The Los Angeles Catholic Worker (LACW) is part of the international Catholic Worker movement, which was founded in 1933 by Dorothy Day and Peter Maurin in New York City during the Great Depression. The Movement is gospel-centered and founded on Anarchism principles, with its primary focus “to comfort the afflicted and afflict the comfortable,” and enflesh Jesus’ teachings, specifically, as recorded in Matthew 25:31-46, which are referred to as the Corporal Works of Mercy: feed the hungry; give water to the thirsty; clothe the naked; shelter the homeless; visit the sick and imprisoned; bury the dead; give alms to the poor. And the Spiritual Works of Mercy, which are acts of compassion: instruct; advise; admonish; comfort; forgive; bear wrongs patiently; and pray for the living and dead, as well as to follow the Church’s Social Teachings. The Catholic Worker is a way of life
The LACW, founded in 1970, has two locations: one is its community house in Boyle Heights, three miles east of downtown, and its soup kitchen and service center in the Skid Row district, slightly southeast of the heart of downtown. In contrast to many conservative Evangelical missions/shelters and tax-exempt nonprofit organizations located within the 50 square block skid row area, the LACW identifies as a “personalist,” deliberately non-institutional community that operates a free soup kitchen (known as the Hippie Kitchen) that serves more than 3,000 hot meals each week, as well as a service center that provides dental care, foot care, toiletries, shopping carts, and mail service for the unhoused. The LACW does not solicit or accept corporate or government funding, grants, or funding from the institutional church. Our sole source of income is individual donations, and it is not a 501(c).(3) nonprofit corporation.
Full-time LACW community members live together in the Boyle Heights location (known as the Ammon Hennacy House of Hospitality) along with formally unhoused people from Skid Row. House guests can spend anywhere from a day to the longest resident guest, 20+ years. There is no board of directors, CEO, or professional staff. All full-time members receive room and board, transportation, and a $25 a week stipend. However, there is no health care plan or retirement program.
Unlike other Skid Row service organizations, the LACW attempts to take a prophetic stand for and with the poor and unhoused in opposition to the city, police, and business community, and thus periodically engages in various nonviolent demonstrations/protests and acts of civil disobedience in opposition to the city’s punitive policies toward the poor, mostly people of color.
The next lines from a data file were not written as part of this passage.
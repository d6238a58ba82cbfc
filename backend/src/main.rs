//! Ensure the remote hydraulic store schema exists, then report what changed.

use std::sync::Arc;

use color_eyre::eyre::{Context, Result};
use ortho_config::OrthoConfig;
use tokio::runtime::Builder;
use tracing::warn;
use tracing_subscriber::{EnvFilter, fmt};

use hydraulic_store::domain::SchemaMigrator;
use hydraulic_store::outbound::gateway::GatewayHttpExecutor;
use hydraulic_store::settings::GatewaySettings;

fn main() -> Result<()> {
    color_eyre::install()?;
    if let Err(e) = fmt()
        .with_env_filter(EnvFilter::from_default_env())
        .json()
        .try_init()
    {
        warn!(error = %e, "tracing init failed");
    }

    let settings = GatewaySettings::load_from_iter(std::env::args_os())
        .wrap_err("failed to load gateway settings")?;
    let config = settings
        .into_config()
        .wrap_err("invalid gateway settings")?;
    let executor = Arc::new(
        GatewayHttpExecutor::new(config).wrap_err("failed to build gateway executor")?,
    );

    let runtime = Builder::new_current_thread()
        .enable_all()
        .build()
        .wrap_err("failed to build Tokio runtime")?;
    let report = runtime
        .block_on(SchemaMigrator::new(executor).ensure_schema())
        .wrap_err("schema setup failed")?;

    if report.added_columns.is_empty() {
        println!("schema ready: {} tables ensured", report.tables_ensured);
    } else {
        println!(
            "schema ready: {} tables ensured, added {}",
            report.tables_ensured,
            report.added_columns.join(", ")
        );
    }
    Ok(())
}
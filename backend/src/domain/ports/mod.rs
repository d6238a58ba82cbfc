//! Domain ports and supporting types for the hexagonal boundary.

mod macros;
pub(crate) use macros::define_port_error;

mod sql_executor;

#[cfg(test)]
pub use sql_executor::MockSqlExecutor;
pub use sql_executor::{RemoteErrorKind, SqlExecutor, SqlExecutorExt, StoreError};
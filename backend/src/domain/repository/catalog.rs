//! Custom fluid and material catalog operations.

use super::HydraulicRepository;
use super::statements::{
    DELETE_FLUID, DELETE_MATERIAL, INSERT_FLUID, INSERT_MATERIAL, SELECT_USER_FLUIDS,
    SELECT_USER_MATERIALS,
};
use crate::domain::ports::{SqlExecutor, SqlExecutorExt, StoreError};
use crate::domain::{FluidCatalog, FluidProperties, MaterialCatalog, NewFluid, Statement};

impl<E> HydraulicRepository<E>
where
    E: SqlExecutor + ?Sized,
{
    /// Add a fluid. Returns `false` when the user already has one with this
    /// name; the stored properties are left untouched.
    pub async fn add_fluid(
        &self,
        username: &str,
        fluid_name: &str,
        fluid: &NewFluid,
    ) -> Result<bool, StoreError> {
        let statement = Statement::new(INSERT_FLUID)
            .bind(username)
            .bind(fluid_name)
            .bind(fluid.density)
            .bind(fluid.kinematic_viscosity)
            .bind(fluid.vapor_pressure_kpa);
        self.insert_unique(statement, "fluid").await
    }

    /// Fetch a user's fluids keyed by name.
    pub async fn get_user_fluids(&self, username: &str) -> Result<FluidCatalog, StoreError> {
        let statement = Statement::new(SELECT_USER_FLUIDS).bind(username);
        self.executor
            .fetch_all(&statement)
            .await?
            .iter()
            .map(|row| -> Result<(String, FluidProperties), StoreError> {
                let properties = FluidProperties {
                    density: row.real("density")?,
                    kinematic_viscosity: row.real("kinematic_viscosity")?,
                    vapor_pressure_kpa: row.optional_real("vapor_pressure_kpa")?,
                };
                Ok((row.text("fluid_name")?.to_owned(), properties))
            })
            .collect()
    }

    /// Delete a fluid. Succeeds when nothing matched.
    pub async fn delete_user_fluid(&self, username: &str, fluid_name: &str) -> Result<(), StoreError> {
        let statement = Statement::new(DELETE_FLUID).bind(username).bind(fluid_name);
        self.executor.run(&statement).await
    }

    /// Add a pipe material. Returns `false` when the name is already taken.
    pub async fn add_material(
        &self,
        username: &str,
        material_name: &str,
        roughness: f64,
    ) -> Result<bool, StoreError> {
        let statement = Statement::new(INSERT_MATERIAL)
            .bind(username)
            .bind(material_name)
            .bind(roughness);
        self.insert_unique(statement, "material").await
    }

    /// Fetch a user's materials keyed by name.
    pub async fn get_user_materials(&self, username: &str) -> Result<MaterialCatalog, StoreError> {
        let statement = Statement::new(SELECT_USER_MATERIALS).bind(username);
        self.executor
            .fetch_all(&statement)
            .await?
            .iter()
            .map(|row| -> Result<(String, f64), StoreError> {
                Ok((row.text("material_name")?.to_owned(), row.real("roughness")?))
            })
            .collect()
    }

    /// Delete a pipe material. Succeeds when nothing matched.
    pub async fn delete_user_material(
        &self,
        username: &str,
        material_name: &str,
    ) -> Result<(), StoreError> {
        let statement = Statement::new(DELETE_MATERIAL)
            .bind(username)
            .bind(material_name);
        self.executor.run(&statement).await
    }
}
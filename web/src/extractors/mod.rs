pub(crate) mod authenticated_user;
pub(crate) mod compare_api_version;
pub(crate) mod meeting_upload;

use axum::http::StatusCode;

type RejectionType = (StatusCode, String);
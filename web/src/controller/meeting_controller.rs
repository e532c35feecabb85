use crate::controller::ApiResponse;
use crate::extractors::{
    authenticated_user::AuthenticatedUser, compare_api_version::CompareApiVersion,
    meeting_upload::MeetingUpload,
};
use crate::params::meeting::{IndexParams, UpdateParams, UpdateTagsParams};
use crate::{AppState, Error};
use axum::extract::{Path, Query, State};
use axum::http::StatusCode;
use axum::response::IntoResponse;
use axum::Json;
use domain::meeting as MeetingApi;
use domain::Id;
use service::config::ApiVersion;

use log::*;

/// POST upload a recording and create a new Meeting from it
///
/// Expects `multipart/form-data` with a `file` part and optional `title`, `description`,
/// `language`, `project_id` and `ai_instructions` fields.
#[utoipa::path(
    post,
    path = "/meetings",
    params(ApiVersion),
    request_body(content = String, description = "Audio file plus meeting metadata", content_type = "multipart/form-data"),
    responses(
        (status = 201, description = "Successfully created a new Meeting", body = [domain::meetings::Model]),
        (status = 400, description = "Missing or empty file"),
        (status = 401, description = "Unauthorized"),
        (status = 404, description = "Project not found"),
        (status = 413, description = "File too large"),
        (status = 415, description = "Unsupported audio format"),
        (status = 429, description = "Too many uploads"),
    ),
    security(
        ("cookie_auth" = [])
    )
)]
pub async fn create(
    CompareApiVersion(_v): CompareApiVersion,
    AuthenticatedUser(user): AuthenticatedUser,
    State(app_state): State<AppState>,
    upload: MeetingUpload,
) -> Result<impl IntoResponse, Error> {
    debug!(
        "POST Create a new Meeting from upload {:?} ({} bytes)",
        upload.audio.filename,
        upload.audio.bytes.len()
    );

    let meeting = MeetingApi::create(
        app_state.db_conn_ref(),
        app_state.config(),
        user.id,
        upload.new_meeting,
        upload.audio,
    )
    .await?;

    debug!("New Meeting: {meeting:?}");

    Ok(Json(ApiResponse::new(StatusCode::CREATED.into(), meeting)))
}

/// GET all Meetings of the authenticated user, newest first
#[utoipa::path(
    get,
    path = "/meetings",
    params(
        ApiVersion,
        IndexParams,
    ),
    responses(
        (status = 200, description = "Successfully retrieved all Meetings", body = [domain::meetings::Model]),
        (status = 401, description = "Unauthorized"),
        (status = 405, description = "Method not allowed")
    ),
    security(
        ("cookie_auth" = [])
    )
)]
pub async fn index(
    CompareApiVersion(_v): CompareApiVersion,
    AuthenticatedUser(user): AuthenticatedUser,
    State(app_state): State<AppState>,
    Query(params): Query<IndexParams>,
) -> Result<impl IntoResponse, Error> {
    debug!("GET all Meetings");
    let params = IndexParams {
        user_id: user.id,
        ..params
    };
    info!("Params: {params:?}");

    let meetings = MeetingApi::find_by(app_state.db_conn_ref(), params).await?;

    Ok(Json(ApiResponse::new(StatusCode::OK.into(), meetings)))
}

/// GET a particular Meeting, with its tags, specified by its id.
#[utoipa::path(
    get,
    path = "/meetings/{id}",
    params(
        ApiVersion,
        ("id" = Uuid, Path, description = "Meeting id to retrieve")
    ),
    responses(
        (status = 200, description = "Successfully retrieved a Meeting", body = domain::meeting::MeetingWithTags),
        (status = 401, description = "Unauthorized"),
        (status = 403, description = "Forbidden"),
        (status = 404, description = "Meeting not found"),
    ),
    security(
        ("cookie_auth" = [])
    )
)]
pub async fn read(
    CompareApiVersion(_v): CompareApiVersion,
    AuthenticatedUser(user): AuthenticatedUser,
    State(app_state): State<AppState>,
    Path(id): Path<Id>,
) -> Result<impl IntoResponse, Error> {
    debug!("GET Meeting by id: {id}");

    let meeting = MeetingApi::find_by_id_for_user(app_state.db_conn_ref(), user.id, id).await?;
    let meeting = MeetingApi::find_with_tags(app_state.db_conn_ref(), meeting).await?;

    Ok(Json(ApiResponse::new(StatusCode::OK.into(), meeting)))
}

#[utoipa::path(
    put,
    path = "/meetings/{id}",
    params(
        ApiVersion,
        ("id" = Uuid, Path, description = "Id of the Meeting to update"),
    ),
    request_body = crate::params::meeting::UpdateParams,
    responses(
        (status = 200, description = "Successfully updated a Meeting", body = [domain::meetings::Model]),
        (status = 401, description = "Unauthorized"),
        (status = 403, description = "Forbidden"),
        (status = 404, description = "Meeting or Project not found"),
    ),
    security(
        ("cookie_auth" = [])
    )
)]
pub async fn update(
    CompareApiVersion(_v): CompareApiVersion,
    AuthenticatedUser(user): AuthenticatedUser,
    State(app_state): State<AppState>,
    Path(id): Path<Id>,
    Json(params): Json<UpdateParams>,
) -> Result<impl IntoResponse, Error> {
    debug!("PUT Update Meeting {id} with: {params:?}");

    let meeting = MeetingApi::update(app_state.db_conn_ref(), user.id, id, params).await?;

    debug!("Updated Meeting: {meeting:?}");

    Ok(Json(ApiResponse::new(StatusCode::OK.into(), meeting)))
}

/// DELETE a Meeting together with its transcript, analysis and audio file.
#[utoipa::path(
    delete,
    path = "/meetings/{id}",
    params(
        ApiVersion,
        ("id" = Uuid, Path, description = "Id of the Meeting to delete"),
    ),
    responses(
        (status = 204, description = "Successfully deleted a Meeting"),
        (status = 401, description = "Unauthorized"),
        (status = 403, description = "Forbidden"),
        (status = 404, description = "Meeting not found"),
    ),
    security(
        ("cookie_auth" = [])
    )
)]
pub async fn delete(
    CompareApiVersion(_v): CompareApiVersion,
    AuthenticatedUser(user): AuthenticatedUser,
    State(app_state): State<AppState>,
    Path(id): Path<Id>,
) -> Result<impl IntoResponse, Error> {
    debug!("DELETE Meeting by id: {id}");

    let meeting = MeetingApi::find_by_id_for_user(app_state.db_conn_ref(), user.id, id).await?;
    MeetingApi::delete(app_state.db_conn_ref(), meeting).await?;

    Ok(Json(ApiResponse::<()>::no_content(
        StatusCode::NO_CONTENT.into(),
    )))
}

/// PUT replace the tags attached to a Meeting
#[utoipa::path(
    put,
    path = "/meetings/{id}/tags",
    params(
        ApiVersion,
        ("id" = Uuid, Path, description = "Id of the Meeting to tag"),
    ),
    request_body = crate::params::meeting::UpdateTagsParams,
    responses(
        (status = 200, description = "Successfully replaced the tags of a Meeting", body = [domain::tags::Model]),
        (status = 401, description = "Unauthorized"),
        (status = 403, description = "Forbidden"),
        (status = 404, description = "Meeting not found"),
        (status = 422, description = "A tag does not belong to the user"),
    ),
    security(
        ("cookie_auth" = [])
    )
)]
pub async fn update_tags(
    CompareApiVersion(_v): CompareApiVersion,
    AuthenticatedUser(user): AuthenticatedUser,
    State(app_state): State<AppState>,
    Path(id): Path<Id>,
    Json(params): Json<UpdateTagsParams>,
) -> Result<impl IntoResponse, Error> {
    debug!("PUT Tags of Meeting {id}: {:?}", params.tag_ids);

    let tags = MeetingApi::set_tags(app_state.db_conn_ref(), user.id, id, params.tag_ids).await?;

    Ok(Json(ApiResponse::new(StatusCode::OK.into(), tags)))
}
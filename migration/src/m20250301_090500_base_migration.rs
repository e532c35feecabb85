use sea_orm_migration::prelude::*;

#[derive(DeriveMigrationName)]
pub struct Migration;

// Executed in order; each entry depends only on the ones before it.
const UP_STATEMENTS: [&str; 13] = [
    "CREATE TYPE meeting_notes.meeting_status AS ENUM (
        'pending',
        'transcribing',
        'analyzing',
        'completed',
        'failed'
    )",
    "CREATE TYPE meeting_notes.meeting_language AS ENUM (
        'en', 'de', 'fr', 'es', 'it', 'pt', 'nl'
    )",
    "CREATE TYPE meeting_notes.credential_key AS ENUM (
        'assembly_ai',
        'gemini'
    )",
    "CREATE TABLE meeting_notes.users (
        id UUID PRIMARY KEY,
        email VARCHAR(255) NOT NULL UNIQUE,
        display_name VARCHAR(255),
        password VARCHAR(255) NOT NULL,
        created_at TIMESTAMPTZ NOT NULL DEFAULT now(),
        updated_at TIMESTAMPTZ NOT NULL DEFAULT now()
    )",
    "CREATE TABLE meeting_notes.projects (
        id UUID PRIMARY KEY,
        user_id UUID NOT NULL REFERENCES meeting_notes.users (id) ON DELETE CASCADE,
        name VARCHAR(255) NOT NULL,
        color VARCHAR(16) NOT NULL,
        icon VARCHAR(64),
        created_at TIMESTAMPTZ NOT NULL DEFAULT now(),
        updated_at TIMESTAMPTZ NOT NULL DEFAULT now(),
        CONSTRAINT projects_user_id_name_key UNIQUE (user_id, name)
    )",
    "CREATE TABLE meeting_notes.tags (
        id UUID PRIMARY KEY,
        user_id UUID NOT NULL REFERENCES meeting_notes.users (id) ON DELETE CASCADE,
        name VARCHAR(255) NOT NULL,
        color VARCHAR(16) NOT NULL,
        created_at TIMESTAMPTZ NOT NULL DEFAULT now(),
        updated_at TIMESTAMPTZ NOT NULL DEFAULT now(),
        CONSTRAINT tags_user_id_name_key UNIQUE (user_id, name)
    )",
    "CREATE TABLE meeting_notes.meetings (
        id UUID PRIMARY KEY,
        user_id UUID NOT NULL REFERENCES meeting_notes.users (id) ON DELETE CASCADE,
        project_id UUID REFERENCES meeting_notes.projects (id) ON DELETE SET NULL,
        title VARCHAR(255) NOT NULL,
        description TEXT,
        language meeting_notes.meeting_language NOT NULL DEFAULT 'en',
        status meeting_notes.meeting_status NOT NULL DEFAULT 'pending',
        duration_seconds DOUBLE PRECISION,
        storage_path VARCHAR(1024) NOT NULL,
        original_filename VARCHAR(255) NOT NULL,
        file_size_bytes BIGINT NOT NULL,
        processing_error TEXT,
        ai_instructions TEXT,
        is_favorite BOOLEAN NOT NULL DEFAULT false,
        processed_at TIMESTAMPTZ,
        created_at TIMESTAMPTZ NOT NULL DEFAULT now(),
        updated_at TIMESTAMPTZ NOT NULL DEFAULT now()
    )",
    "CREATE TABLE meeting_notes.transcripts (
        id UUID PRIMARY KEY,
        meeting_id UUID NOT NULL UNIQUE REFERENCES meeting_notes.meetings (id) ON DELETE CASCADE,
        full_text TEXT NOT NULL,
        raw_response JSONB NOT NULL,
        created_at TIMESTAMPTZ NOT NULL DEFAULT now()
    )",
    "CREATE TABLE meeting_notes.speakers (
        id UUID PRIMARY KEY,
        meeting_id UUID NOT NULL REFERENCES meeting_notes.meetings (id) ON DELETE CASCADE,
        speaker_index INTEGER NOT NULL,
        label VARCHAR(255),
        CONSTRAINT speakers_meeting_id_speaker_index_key UNIQUE (meeting_id, speaker_index)
    )",
    "CREATE TABLE meeting_notes.utterances (
        id UUID PRIMARY KEY,
        transcript_id UUID NOT NULL REFERENCES meeting_notes.transcripts (id) ON DELETE CASCADE,
        speaker_id UUID NOT NULL REFERENCES meeting_notes.speakers (id) ON DELETE CASCADE,
        sequence INTEGER NOT NULL,
        text TEXT NOT NULL,
        start_seconds DOUBLE PRECISION NOT NULL,
        end_seconds DOUBLE PRECISION NOT NULL,
        confidence DOUBLE PRECISION NOT NULL,
        CONSTRAINT utterances_transcript_id_sequence_key UNIQUE (transcript_id, sequence)
    )",
    "CREATE TABLE meeting_notes.analyses (
        id UUID PRIMARY KEY,
        meeting_id UUID NOT NULL UNIQUE REFERENCES meeting_notes.meetings (id) ON DELETE CASCADE,
        summary TEXT NOT NULL,
        topics JSONB NOT NULL DEFAULT '[]',
        key_points JSONB NOT NULL DEFAULT '[]',
        action_items JSONB NOT NULL DEFAULT '[]',
        meeting_document TEXT NOT NULL DEFAULT '',
        speaker_names JSONB NOT NULL DEFAULT '[]',
        raw_response TEXT NOT NULL,
        created_at TIMESTAMPTZ NOT NULL DEFAULT now()
    )",
    "CREATE TABLE meeting_notes.meeting_tags (
        meeting_id UUID NOT NULL REFERENCES meeting_notes.meetings (id) ON DELETE CASCADE,
        tag_id UUID NOT NULL REFERENCES meeting_notes.tags (id) ON DELETE CASCADE,
        PRIMARY KEY (meeting_id, tag_id)
    )",
    "CREATE TABLE meeting_notes.settings (
        id UUID PRIMARY KEY,
        key meeting_notes.credential_key NOT NULL UNIQUE,
        encrypted_value TEXT NOT NULL,
        created_at TIMESTAMPTZ NOT NULL DEFAULT now(),
        updated_at TIMESTAMPTZ NOT NULL DEFAULT now()
    )",
];

const DOWN_STATEMENTS: [&str; 13] = [
    "DROP TABLE IF EXISTS meeting_notes.settings",
    "DROP TABLE IF EXISTS meeting_notes.meeting_tags",
    "DROP TABLE IF EXISTS meeting_notes.analyses",
    "DROP TABLE IF EXISTS meeting_notes.utterances",
    "DROP TABLE IF EXISTS meeting_notes.speakers",
    "DROP TABLE IF EXISTS meeting_notes.transcripts",
    "DROP TABLE IF EXISTS meeting_notes.meetings",
    "DROP TABLE IF EXISTS meeting_notes.tags",
    "DROP TABLE IF EXISTS meeting_notes.projects",
    "DROP TABLE IF EXISTS meeting_notes.users",
    "DROP TYPE IF EXISTS meeting_notes.credential_key",
    "DROP TYPE IF EXISTS meeting_notes.meeting_language",
    "DROP TYPE IF EXISTS meeting_notes.meeting_status",
];

#[async_trait::async_trait]
impl MigrationTrait for Migration {
    async fn up(&self, manager: &SchemaManager) -> Result<(), DbErr> {
        for statement in UP_STATEMENTS {
            manager.get_connection().execute_unprepared(statement).await?;
        }
        Ok(())
    }

    async fn down(&self, manager: &SchemaManager) -> Result<(), DbErr> {
        for statement in DOWN_STATEMENTS {
            manager.get_connection().execute_unprepared(statement).await?;
        }
        Ok(())
    }
}
use log::{error, info};
use service::{config::Config, logging::Logger};
use std::sync::Arc;

#[tokio::main]
async fn main() {
    let config = Config::new();
    if let Err(e) = Logger::init_logger(&config) {
        eprintln!("Failed to start logger: {e}");
    }

    info!("Seeding database [{}]...", config.database_url());

    let db = match service::init_database(&config).await {
        Ok(db) => Arc::new(db),
        Err(e) => {
            error!("Failed to establish database connection: {e}");
            std::process::exit(1);
        }
    };

    let service_state = service::AppState::new(config, &db);

    match entity_api::seed_database(service_state.db_conn_ref()).await {
        Ok(()) => info!("Database seeded"),
        Err(e) => {
            error!("Failed to seed database: {e}");
            std::process::exit(1);
        }
    }
}
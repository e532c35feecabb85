//! Admission control for expensive operations (uploads and processing runs).
//!
//! Limiters are injected where they are needed rather than kept as process globals, so a
//! deployment running several instances can swap in an implementation backed by a
//! shared store.

use dashmap::DashMap;
use log::*;
use std::sync::Mutex;
use std::time::{Duration, Instant};
use thiserror::Error;

/// A request was rejected because its key used up the current window.
#[derive(Debug, Clone, Copy, PartialEq, Eq, Error)]
#[error("Rate limit exceeded, retry in {} seconds", retry_after_secs(.retry_after))]
pub struct RateLimited {
    pub retry_after: Duration,
}

impl RateLimited {
    /// Whole seconds until the window resets, never less than one.
    pub fn retry_after_secs(&self) -> u64 {
        retry_after_secs(&self.retry_after)
    }
}

fn retry_after_secs(retry_after: &Duration) -> u64 {
    retry_after.as_secs_f64().ceil().max(1.0) as u64
}

/// Decides whether another request for `key` may proceed right now.
pub trait RateLimiter: Send + Sync {
    /// Counts one request against `key`, rejecting it once the limit is reached.
    fn check(&self, key: &str) -> Result<(), RateLimited>;
}

#[derive(Debug, Clone, Copy)]
struct Window {
    started: Instant,
    count: u32,
}

/// In-memory fixed-window limiter: at most `limit` requests per key per `window`.
///
/// Expired windows are dropped at most once per `window`, on the next check.
pub struct FixedWindowRateLimiter {
    limit: u32,
    window: Duration,
    windows: DashMap<String, Window>,
    last_purge: Mutex<Instant>,
}

impl FixedWindowRateLimiter {
    pub fn new(limit: u32, window: Duration) -> Self {
        Self {
            limit,
            window,
            windows: DashMap::new(),
            last_purge: Mutex::new(Instant::now()),
        }
    }

    fn check_at(&self, key: &str, now: Instant) -> Result<(), RateLimited> {
        self.purge_if_due(now);

        let mut entry = self.windows.entry(key.to_string()).or_insert(Window {
            started: now,
            count: 0,
        });

        let elapsed = now.saturating_duration_since(entry.started);
        if elapsed >= self.window {
            *entry = Window {
                started: now,
                count: 0,
            };
        }

        if entry.count < self.limit {
            entry.count += 1;
            return Ok(());
        }

        let retry_after = self
            .window
            .saturating_sub(now.saturating_duration_since(entry.started));
        debug!("Rate limit of {} reached for {key}", self.limit);
        Err(RateLimited { retry_after })
    }

    // Must run before an entry guard is taken, retain locks every shard
    fn purge_if_due(&self, now: Instant) {
        // A concurrent check is already purging
        let Ok(mut last_purge) = self.last_purge.try_lock() else {
            return;
        };
        if now.saturating_duration_since(*last_purge) < self.window {
            return;
        }
        *last_purge = now;
        drop(last_purge);

        let before = self.windows.len();
        self.windows
            .retain(|_, window| now.saturating_duration_since(window.started) < self.window);
        trace!(
            "Purged {} expired rate limit windows",
            before.saturating_sub(self.windows.len())
        );
    }
}

impl RateLimiter for FixedWindowRateLimiter {
    fn check(&self, key: &str) -> Result<(), RateLimited> {
        self.check_at(key, Instant::now())
    }
}

#[cfg(test)]
mod tests {
    use super::*;

    #[test]
    fn admits_up_to_the_limit_then_rejects() {
        let limiter = FixedWindowRateLimiter::new(5, Duration::from_secs(60));
        let now = Instant::now();

        for _ in 0..5 {
            assert!(limiter.check_at("user-1", now).is_ok());
        }

        let rejected = limiter
            .check_at("user-1", now + Duration::from_secs(20))
            .unwrap_err();
        assert_eq!(rejected.retry_after, Duration::from_secs(40));
        assert_eq!(rejected.retry_after_secs(), 40);
    }

    #[test]
    fn keys_are_limited_independently() {
        let limiter = FixedWindowRateLimiter::new(1, Duration::from_secs(60));
        let now = Instant::now();

        assert!(limiter.check_at("user-1", now).is_ok());
        assert!(limiter.check_at("user-1", now).is_err());
        assert!(limiter.check_at("user-2", now).is_ok());
    }

    #[test]
    fn a_new_window_resets_the_count() {
        let limiter = FixedWindowRateLimiter::new(1, Duration::from_secs(60));
        let now = Instant::now();

        assert!(limiter.check_at("user-1", now).is_ok());
        assert!(limiter.check_at("user-1", now + Duration::from_secs(59)).is_err());
        assert!(limiter.check_at("user-1", now + Duration::from_secs(60)).is_ok());
    }

    #[test]
    fn retry_after_rounds_up_to_whole_seconds() {
        let rejected = RateLimited {
            retry_after: Duration::from_millis(1500),
        };
        assert_eq!(rejected.retry_after_secs(), 2);
        assert_eq!(
            RateLimited {
                retry_after: Duration::ZERO
            }
            .retry_after_secs(),
            1
        );
    }

    #[test]
    fn expired_windows_are_dropped_on_a_later_check() {
        let limiter = FixedWindowRateLimiter::new(1, Duration::from_secs(60));
        let now = Instant::now();

        assert!(limiter.check_at("user-1", now).is_ok());
        assert!(limiter.check_at("user-2", now + Duration::from_secs(30)).is_ok());
        assert_eq!(limiter.windows.len(), 2);

        assert!(limiter.check_at("user-3", now + Duration::from_secs(61)).is_ok());

        assert!(!limiter.windows.contains_key("user-1"));
        assert!(limiter.windows.contains_key("user-2"));
        assert_eq!(limiter.windows.len(), 2);
    }

    #[test]
    fn live_windows_survive_a_purge() {
        let limiter = FixedWindowRateLimiter::new(1, Duration::from_secs(60));
        let now = Instant::now();

        assert!(limiter.check_at("user-1", now + Duration::from_secs(50)).is_ok());
        assert!(limiter
            .check_at("user-1", now + Duration::from_secs(100))
            .is_err());
    }
}
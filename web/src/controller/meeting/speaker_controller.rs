use crate::controller::ApiResponse;
use crate::extractors::compare_api_version::CompareApiVersion;
use crate::params::speaker::UpdateParams;
use crate::{AppState, Error};
use axum::extract::{Path, State};
use axum::http::StatusCode;
use axum::response::IntoResponse;
use axum::Json;
use domain::speaker as SpeakerApi;
use domain::Id;
use service::config::ApiVersion;

use log::*;

/// PUT rename a Speaker of a Meeting
#[utoipa::path(
    put,
    path = "/meetings/{id}/speakers/{speaker_id}",
    params(
        ApiVersion,
        ("id" = Uuid, Path, description = "Id of the Meeting"),
        ("speaker_id" = Uuid, Path, description = "Id of the Speaker to rename"),
    ),
    request_body = crate::params::speaker::UpdateParams,
    responses(
        (status = 200, description = "Successfully renamed the Speaker", body = domain::speaker::Speaker),
        (status = 401, description = "Unauthorized"),
        (status = 403, description = "Forbidden"),
        (status = 404, description = "Meeting or Speaker not found"),
    ),
    security(
        ("cookie_auth" = [])
    )
)]
pub async fn update(
    CompareApiVersion(_v): CompareApiVersion,
    State(app_state): State<AppState>,
    Path((id, speaker_id)): Path<(Id, Id)>,
    Json(params): Json<UpdateParams>,
) -> Result<impl IntoResponse, Error> {
    debug!("PUT Rename Speaker {speaker_id} of Meeting {id}: {params:?}");

    let speaker =
        SpeakerApi::rename(app_state.db_conn_ref(), id, speaker_id, params.into_label()).await?;

    Ok(Json(ApiResponse::new(StatusCode::OK.into(), speaker)))
}
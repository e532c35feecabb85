use crate::controller::ApiResponse;
use crate::extractors::compare_api_version::CompareApiVersion;
use crate::{AppState, Error};
use axum::extract::{Path, State};
use axum::http::StatusCode;
use axum::response::IntoResponse;
use axum::Json;
use domain::analysis as AnalysisApi;
use domain::Id;
use service::config::ApiVersion;

use log::*;

/// GET the AI analysis of a processed Meeting
#[utoipa::path(
    get,
    path = "/meetings/{id}/analysis",
    params(
        ApiVersion,
        ("id" = Uuid, Path, description = "Id of the Meeting"),
    ),
    responses(
        (status = 200, description = "Successfully retrieved the analysis", body = domain::analyses::Model),
        (status = 401, description = "Unauthorized"),
        (status = 403, description = "Forbidden"),
        (status = 404, description = "Meeting not found or not analyzed yet"),
    ),
    security(
        ("cookie_auth" = [])
    )
)]
pub async fn read(
    CompareApiVersion(_v): CompareApiVersion,
    State(app_state): State<AppState>,
    Path(id): Path<Id>,
) -> Result<impl IntoResponse, Error> {
    debug!("GET Analysis of Meeting {id}");

    let analysis = AnalysisApi::find_by_meeting_id(app_state.db_conn_ref(), id).await?;

    Ok(Json(ApiResponse::new(StatusCode::OK.into(), analysis)))
}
The LACW’s prophetic stand as a resistance community is also validated in our regular vigils, demonstrations/protests, and nonviolent direct action campaigns in opposition to war and militarism, which not only oppress the poor in foreign lands but robs our domestic poor of essential resources as well. We also stand against this nation’s harsh immigration policies, racial injustices, economic inequality, climate emergency, and capital punishment.